- [REQUIRED WORK]: Take every line from the material that has the word "InMemoryBackend" in it.

- [DATA EXTRACTS]:
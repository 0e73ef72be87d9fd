//! Append-only record log on top of a [`StorageBackend`].

use crate::backend::StorageBackend;
use crate::error::StorageResult;
use crate::record::{decode_frames, encode_frame};

/// An append-only log of framed records.
///
/// Opening a log replays every valid record and truncates a torn tail so the
/// next append starts on a frame boundary. Writers that keep their own
/// in-memory index (the event store does) call [`RecordLog::rewrite`] from
/// time to time to drop superseded records.
#[derive(Debug)]
pub struct RecordLog<B: StorageBackend> {
    backend: B,
}

impl<B: StorageBackend> RecordLog<B> {
    /// Opens a log and returns it together with the replayed records.
    ///
    /// # Errors
    ///
    /// Returns an error if the backend cannot be read, or if a record in
    /// the middle of the log is corrupted.
    pub fn open(backend: B) -> StorageResult<(Self, Vec<Vec<u8>>)> {
        let data = backend.read_all()?;
        let scan = decode_frames(&data)?;
        if scan.torn_tail {
            backend.truncate(scan.valid_len)?;
            backend.sync()?;
        }
        Ok((Self { backend }, scan.payloads))
    }

    /// Appends one record.
    pub fn append(&self, payload: &[u8]) -> StorageResult<()> {
        let frame = encode_frame(payload)?;
        self.backend.append(&frame)?;
        Ok(())
    }

    /// Appends several records with a single write.
    pub fn append_batch<'a, I>(&self, payloads: I) -> StorageResult<()>
    where
        I: IntoIterator<Item = &'a [u8]>,
    {
        let mut buffer = Vec::new();
        for payload in payloads {
            buffer.extend_from_slice(&encode_frame(payload)?);
        }
        if !buffer.is_empty() {
            self.backend.append(&buffer)?;
        }
        Ok(())
    }

    /// Reads every record currently in the log.
    pub fn read_all(&self) -> StorageResult<Vec<Vec<u8>>> {
        let data = self.backend.read_all()?;
        Ok(decode_frames(&data)?.payloads)
    }

    /// Atomically replaces the log with the given records.
    pub fn rewrite<'a, I>(&self, payloads: I) -> StorageResult<()>
    where
        I: IntoIterator<Item = &'a [u8]>,
    {
        let mut buffer = Vec::new();
        for payload in payloads {
            buffer.extend_from_slice(&encode_frame(payload)?);
        }
        self.backend.replace(&buffer)
    }

    /// Syncs the log to durable storage.
    pub fn sync(&self) -> StorageResult<()> {
        self.backend.sync()
    }

    /// Returns the size of the log in bytes.
    pub fn size(&self) -> StorageResult<u64> {
        self.backend.size()
    }

    /// Returns the underlying backend.
    pub fn backend(&self) -> &B {
        &self.backend
    }
}

#[cfg(test)]
mod tests {
    use super::*;
    use crate::memory::InMemoryBackend;
    use crate::record::encode_frame;

    #[test]
    fn open_replays_records() {
        let mut data = encode_frame(b"one").unwrap();
        data.extend_from_slice(&encode_frame(b"two").unwrap());

        let (_log, records) = RecordLog::open(InMemoryBackend::with_data(data)).unwrap();
        assert_eq!(records, vec![b"one".to_vec(), b"two".to_vec()]);
    }

    #[test]
    fn open_truncates_torn_tail() {
        let mut data = encode_frame(b"one").unwrap();
        let valid = data.len() as u64;
        data.extend_from_slice(&[9, 9]);

        let (log, records) = RecordLog::open(InMemoryBackend::with_data(data)).unwrap();
        assert_eq!(records.len(), 1);
        assert_eq!(log.size().unwrap(), valid);

        log.append(b"two").unwrap();
        assert_eq!(log.read_all().unwrap(), vec![b"one".to_vec(), b"two".to_vec()]);
    }

    #[test]
    fn rewrite_compacts() {
        let (log, _) = RecordLog::open(InMemoryBackend::new()).unwrap();
        log.append_batch([b"a".as_slice(), b"b".as_slice(), b"c".as_slice()])
            .unwrap();

        log.rewrite([b"c".as_slice()]).unwrap();
        assert_eq!(log.read_all().unwrap(), vec![b"c".to_vec()]);
    }
}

- [OUTPUT OF THE EXERCISE]:
    use crate::memory::InMemoryBackend;
        let (_log, records) = RecordLog::open(InMemoryBackend::with_data(data)).unwrap();
        let (log, records) = RecordLog::open(InMemoryBackend::with_data(data)).unwrap();
        let (log, _) = RecordLog::open(InMemoryBackend::new()).unwrap();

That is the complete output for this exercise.